Further, in the ink dot fritter of the present invention, the voltage control means continues to apply between the above-described ink flight voltage needle and the electrode while the drive control signal from the drive control means is continuously input to the drive means, and the drive control means When the drive control signal of is not input to the drive means, the ink flight voltage as described above may not be applied between the needle and the electrode.

In such a configuration, when the drive control signal from the drive control means is not input to the drive means (i.e., when the needle is not printed), the application of the ink flight voltage as described above is stopped between the needle and the electrode. The power consumption can be reduced in the printer.

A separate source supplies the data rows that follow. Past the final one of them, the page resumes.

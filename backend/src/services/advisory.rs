//! Advisory services
//!
//! One entry point per feature. Each builds its feature parameters and
//! expected shape and hands them to the shared [`AdvisoryPipeline`].

use std::sync::Arc;

use chrono::Utc;

use shared::extract::{
    CropRecommendationShape, IrrigationScheduleShape, NitrateStatusShape, NutrientPlanShape,
    SoilClassificationShape,
};
use shared::{
    AdvisoryParams, CropParams, CropRecommendationSet, FallbackReason, IrrigationParams,
    IrrigationSchedule, NitrateStatus, NutrientParams, NutrientPlan, ResultSource,
    SoilClassification, SoilImageParams,
};

use crate::error::{AppError, AppResult};
use crate::external::{ImageInput, WeatherProvider};
use crate::services::irrigation::IrrigationController;
use crate::services::pipeline::{AdvisoryPipeline, AdvisoryRun, RequestContext};

/// Feature services sharing one pipeline
#[derive(Clone)]
pub struct AdvisoryServices {
    pipeline: AdvisoryPipeline,
    weather: Arc<dyn WeatherProvider>,
    irrigation: Arc<dyn IrrigationController>,
}

impl AdvisoryServices {
    pub fn new(
        pipeline: AdvisoryPipeline,
        weather: Arc<dyn WeatherProvider>,
        irrigation: Arc<dyn IrrigationController>,
    ) -> Self {
        Self {
            pipeline,
            weather,
            irrigation,
        }
    }

    /// Top crop recommendations for the farm's soil and readings
    pub async fn recommend_crops(
        &self,
        ctx: &RequestContext,
        params: CropParams,
    ) -> AppResult<AdvisoryRun<CropRecommendationSet>> {
        self.pipeline
            .run(
                &CropRecommendationShape,
                ctx,
                AdvisoryParams::CropRecommendation(params),
                None,
            )
            .await
    }

    /// Fertilizer plan across growth stages for a crop
    pub async fn nutrient_plan(
        &self,
        ctx: &RequestContext,
        params: NutrientParams,
    ) -> AppResult<AdvisoryRun<NutrientPlan>> {
        self.pipeline
            .run(
                &NutrientPlanShape,
                ctx,
                AdvisoryParams::NutrientPlan(params),
                None,
            )
            .await
    }

    /// Irrigation events for the coming week.
    ///
    /// Needs the forecast as input: when it cannot be fetched the weather
    /// fallback is returned without calling the model.
    pub async fn irrigation_schedule(
        &self,
        ctx: &RequestContext,
        crop_name: String,
        soil_type: String,
    ) -> AppResult<AdvisoryRun<IrrigationSchedule>> {
        let location = ctx.location.ok_or_else(|| {
            AppError::validation("latitude", "Coordinates are required for irrigation")
        })?;
        let readings = self.pipeline.gather(ctx).await?;

        let forecast = match self.weather.daily_forecast(location).await {
            Ok(forecast) => forecast,
            Err(e) => {
                tracing::warn!(error = %e, "Weather forecast unavailable");
                let shape = IrrigationScheduleShape {
                    today: Utc::now().date_naive(),
                };
                return Ok(self
                    .pipeline
                    .degraded(&shape, FallbackReason::WeatherUnavailable, readings));
            }
        };

        let reference_date = forecast
            .first_date()
            .unwrap_or_else(|| Utc::now().date_naive());
        let shape = IrrigationScheduleShape {
            today: reference_date,
        };
        let params = AdvisoryParams::IrrigationSchedule(IrrigationParams {
            crop_name,
            soil_type,
            reference_date,
            forecast,
        });

        let run = self
            .pipeline
            .complete(&shape, ctx, params, readings, None)
            .await;

        if run.source == ResultSource::Model {
            if let Some(first) = run.result.schedule.first() {
                if let Err(e) = self.irrigation.dispatch(ctx.farm_id, first).await {
                    tracing::warn!(error = %e, "Irrigation dispatch failed");
                }
            }
        }

        Ok(run)
    }

    /// Risk assessment of the measured nitrate level
    pub async fn nitrate_status(
        &self,
        ctx: &RequestContext,
    ) -> AppResult<AdvisoryRun<NitrateStatus>> {
        let readings = self.pipeline.gather(ctx).await?;
        let shape = NitrateStatusShape {
            measured_ppm: readings.nitrate_ppm,
        };
        Ok(self
            .pipeline
            .complete(&shape, ctx, AdvisoryParams::NitrateStatus, readings, None)
            .await)
    }

    /// Soil type from an uploaded field photo
    pub async fn classify_soil(
        &self,
        ctx: &RequestContext,
        image_filename: String,
        image: &ImageInput,
    ) -> AppResult<AdvisoryRun<SoilClassification>> {
        self.pipeline
            .run(
                &SoilClassificationShape,
                ctx,
                AdvisoryParams::SoilClassification(SoilImageParams { image_filename }),
                Some(image),
            )
            .await
    }
}
//! Health check handlers

use axum::{extract::State, Json};
use serde::Serialize;

use crate::AppState;

#[derive(Serialize)]
pub struct HealthResponse {
    pub status: String,
    pub version: String,
    pub database: String,
}

/// Health check endpoint handler
pub async fn health_check(State(state): State<AppState>) -> Json<HealthResponse> {
    // Check database connectivity
    let db_status = match sqlx::query("SELECT 1").execute(&state.db).await {
        Ok(_) => "connected".to_string(),
        Err(e) => {
            tracing::warn!("Database health check failed: {}", e);
            "disconnected".to_string()
        }
    };

    Json(HealthResponse {
        status: "healthy".to_string(),
        version: env!("CARGO_PKG_VERSION").to_string(),
        database: db_status,
    })
}
//! Validation utilities for advisory requests and model output

// ============================================================================
// Request Validations
// ============================================================================

/// Validate latitude is a finite value in [-90, 90]
pub fn validate_latitude(latitude: f64) -> Result<(), &'static str> {
    if !latitude.is_finite() {
        return Err("Latitude must be a finite number");
    }
    if !(-90.0..=90.0).contains(&latitude) {
        return Err("Latitude must be between -90 and 90 degrees");
    }
    Ok(())
}

/// Validate longitude is a finite value in [-180, 180]
pub fn validate_longitude(longitude: f64) -> Result<(), &'static str> {
    if !longitude.is_finite() {
        return Err("Longitude must be a finite number");
    }
    if !(-180.0..=180.0).contains(&longitude) {
        return Err("Longitude must be between -180 and 180 degrees");
    }
    Ok(())
}

/// Validate a coordinate pair, reporting the offending field name
pub fn validate_coordinates(
    latitude: f64,
    longitude: f64,
) -> Result<(), (&'static str, &'static str)> {
    validate_latitude(latitude).map_err(|msg| ("latitude", msg))?;
    validate_longitude(longitude).map_err(|msg| ("longitude", msg))?;
    Ok(())
}

// ============================================================================
// Model Output Validations
// ============================================================================

/// Validate suitability score is in [0, 1]
pub fn validate_suitability_score(score: f64) -> Result<(), &'static str> {
    if !score.is_finite() || !(0.0..=1.0).contains(&score) {
        return Err("suitability_score must be between 0 and 1");
    }
    Ok(())
}

/// Validate a quantity, duration or depth is finite and not negative
pub fn validate_non_negative(value: f64) -> Result<(), &'static str> {
    if !value.is_finite() || value < 0.0 {
        return Err("value must be a non-negative number");
    }
    Ok(())
}

/// Validate a classifier confidence on the 0-100 scale
pub fn validate_confidence_percent(confidence: f64) -> Result<(), &'static str> {
    if !confidence.is_finite() || !(0.0..=100.0).contains(&confidence) {
        return Err("confidence must be between 0 and 100");
    }
    Ok(())
}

In the housing 10 of the ink dot printer according to the embodiment of the present invention shown in FIG. 1, the carriage shaft 12 and the guide shaft 14 are installed in parallel with each other, and the carriage shaft 12 and The carriage 16 is mounted on the guide shaft 14 as a reciprocating material. The carriage 16 is provided with a printing head 20 that faces the recording paper 18 as a recording medium. In particular, as shown in FIG. 2, the printing head 20 has a head mounting member 24 having a bolt insertion hole 22 for fastening the bolts to the carriage 16, and this head mounting member 24 is provided. The head cover 26 is attached to it. The head cover 26 is made of a synthetic resin material, and the needle driving means 30 is incorporated in the rear circular portion 28 as shown in FIG.

The needle driving means 30 is formed of a magnetic material as shown in FIGS. 3 and 4, and is joined to the end of the head cover 26 and has a magnetic member 34 having a flat partition wall 32. In the partition wall 32, a plurality of cores 38, each of which the coils 36 are wound, are disposed on the same circumference, and each of the cores 38 has a yoke 40 on the outer circumferential side thereof. Formed.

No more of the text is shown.